**DATA SHOWN**
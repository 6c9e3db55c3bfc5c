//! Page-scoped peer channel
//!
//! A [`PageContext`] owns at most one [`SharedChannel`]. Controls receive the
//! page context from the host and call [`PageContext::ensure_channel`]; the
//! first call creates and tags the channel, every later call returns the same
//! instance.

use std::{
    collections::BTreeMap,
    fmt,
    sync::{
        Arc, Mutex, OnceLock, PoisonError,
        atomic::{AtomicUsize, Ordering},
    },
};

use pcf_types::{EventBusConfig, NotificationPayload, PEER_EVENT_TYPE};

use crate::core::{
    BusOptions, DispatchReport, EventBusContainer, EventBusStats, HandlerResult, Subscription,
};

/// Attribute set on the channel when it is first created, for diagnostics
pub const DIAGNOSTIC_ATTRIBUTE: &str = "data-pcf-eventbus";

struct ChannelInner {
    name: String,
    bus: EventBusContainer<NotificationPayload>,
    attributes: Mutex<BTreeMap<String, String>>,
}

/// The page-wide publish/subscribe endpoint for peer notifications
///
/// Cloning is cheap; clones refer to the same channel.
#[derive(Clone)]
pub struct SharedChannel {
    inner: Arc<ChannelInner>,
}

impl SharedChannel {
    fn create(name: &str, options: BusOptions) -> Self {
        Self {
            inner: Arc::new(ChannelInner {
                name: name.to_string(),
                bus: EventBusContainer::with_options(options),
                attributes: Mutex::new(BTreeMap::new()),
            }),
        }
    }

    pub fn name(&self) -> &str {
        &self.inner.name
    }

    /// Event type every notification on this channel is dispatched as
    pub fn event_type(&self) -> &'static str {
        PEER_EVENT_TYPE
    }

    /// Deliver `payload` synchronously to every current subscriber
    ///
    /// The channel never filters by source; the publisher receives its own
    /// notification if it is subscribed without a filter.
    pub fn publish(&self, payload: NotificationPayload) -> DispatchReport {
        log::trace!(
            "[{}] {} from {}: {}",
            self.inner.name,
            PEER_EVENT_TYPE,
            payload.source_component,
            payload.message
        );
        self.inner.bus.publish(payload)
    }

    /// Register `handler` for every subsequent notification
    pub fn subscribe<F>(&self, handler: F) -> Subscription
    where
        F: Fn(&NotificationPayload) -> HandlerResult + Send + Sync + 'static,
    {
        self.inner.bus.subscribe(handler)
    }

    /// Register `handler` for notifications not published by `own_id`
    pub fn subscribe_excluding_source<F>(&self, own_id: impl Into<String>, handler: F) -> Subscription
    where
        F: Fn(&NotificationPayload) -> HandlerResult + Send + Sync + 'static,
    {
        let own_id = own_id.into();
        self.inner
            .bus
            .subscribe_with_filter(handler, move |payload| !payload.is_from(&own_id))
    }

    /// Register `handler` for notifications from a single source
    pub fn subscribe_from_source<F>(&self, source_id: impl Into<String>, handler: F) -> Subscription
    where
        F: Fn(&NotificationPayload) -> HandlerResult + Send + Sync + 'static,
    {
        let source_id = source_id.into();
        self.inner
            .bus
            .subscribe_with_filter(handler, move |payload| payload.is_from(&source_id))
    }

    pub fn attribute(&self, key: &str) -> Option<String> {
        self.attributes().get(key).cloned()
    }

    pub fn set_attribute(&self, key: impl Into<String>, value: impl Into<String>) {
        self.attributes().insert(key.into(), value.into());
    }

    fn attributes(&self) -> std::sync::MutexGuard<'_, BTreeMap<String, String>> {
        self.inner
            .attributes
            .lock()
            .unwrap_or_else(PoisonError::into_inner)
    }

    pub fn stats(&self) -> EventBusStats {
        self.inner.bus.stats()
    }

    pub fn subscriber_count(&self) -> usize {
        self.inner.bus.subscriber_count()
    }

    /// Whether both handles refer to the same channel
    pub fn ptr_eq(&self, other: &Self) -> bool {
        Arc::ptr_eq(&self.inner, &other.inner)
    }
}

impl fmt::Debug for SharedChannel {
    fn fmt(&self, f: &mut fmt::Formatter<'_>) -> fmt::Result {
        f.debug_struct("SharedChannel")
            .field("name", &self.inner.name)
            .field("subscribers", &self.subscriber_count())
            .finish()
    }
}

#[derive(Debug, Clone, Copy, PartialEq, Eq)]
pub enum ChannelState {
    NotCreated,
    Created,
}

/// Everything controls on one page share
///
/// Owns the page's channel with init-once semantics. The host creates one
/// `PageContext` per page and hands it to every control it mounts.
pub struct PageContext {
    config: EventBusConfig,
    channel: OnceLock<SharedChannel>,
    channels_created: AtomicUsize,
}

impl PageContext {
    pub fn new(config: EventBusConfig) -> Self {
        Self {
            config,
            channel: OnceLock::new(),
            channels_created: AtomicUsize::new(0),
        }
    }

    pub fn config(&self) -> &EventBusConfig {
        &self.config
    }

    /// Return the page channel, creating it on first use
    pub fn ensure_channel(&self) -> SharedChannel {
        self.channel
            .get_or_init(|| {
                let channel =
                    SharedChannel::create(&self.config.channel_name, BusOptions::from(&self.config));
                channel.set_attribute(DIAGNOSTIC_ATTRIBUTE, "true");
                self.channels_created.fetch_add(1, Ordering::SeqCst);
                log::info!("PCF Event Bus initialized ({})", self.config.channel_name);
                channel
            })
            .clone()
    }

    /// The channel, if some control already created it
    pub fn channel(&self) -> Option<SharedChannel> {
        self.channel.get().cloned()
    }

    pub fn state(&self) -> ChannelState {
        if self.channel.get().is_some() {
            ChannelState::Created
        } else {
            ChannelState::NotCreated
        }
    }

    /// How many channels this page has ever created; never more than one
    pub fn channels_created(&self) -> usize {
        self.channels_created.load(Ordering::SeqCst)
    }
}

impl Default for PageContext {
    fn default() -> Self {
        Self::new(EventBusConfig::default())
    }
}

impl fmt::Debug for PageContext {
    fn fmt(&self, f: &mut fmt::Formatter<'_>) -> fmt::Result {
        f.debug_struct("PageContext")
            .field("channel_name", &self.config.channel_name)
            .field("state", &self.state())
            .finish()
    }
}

**THE TASK**
Please copy the lines above from the line with "pub fn subscribe_from_source<F>(&self, source_id: impl" up to and including the line with "pub fn subscriber_count(&self)", exactly as written and with nothing else.

**RESULT BELOW**
    pub fn subscribe_from_source<F>(&self, source_id: impl Into<String>, handler: F) -> Subscription
    where
        F: Fn(&NotificationPayload) -> HandlerResult + Send + Sync + 'static,
    {
        let source_id = source_id.into();
        self.inner
            .bus
            .subscribe_with_filter(handler, move |payload| payload.is_from(&source_id))
    }

    pub fn attribute(&self, key: &str) -> Option<String> {
        self.attributes().get(key).cloned()
    }

    pub fn set_attribute(&self, key: impl Into<String>, value: impl Into<String>) {
        self.attributes().insert(key.into(), value.into());
    }

    fn attributes(&self) -> std::sync::MutexGuard<'_, BTreeMap<String, String>> {
        self.inner
            .attributes
            .lock()
            .unwrap_or_else(PoisonError::into_inner)
    }

    pub fn stats(&self) -> EventBusStats {
        self.inner.bus.stats()
    }

    pub fn subscriber_count(&self) -> usize {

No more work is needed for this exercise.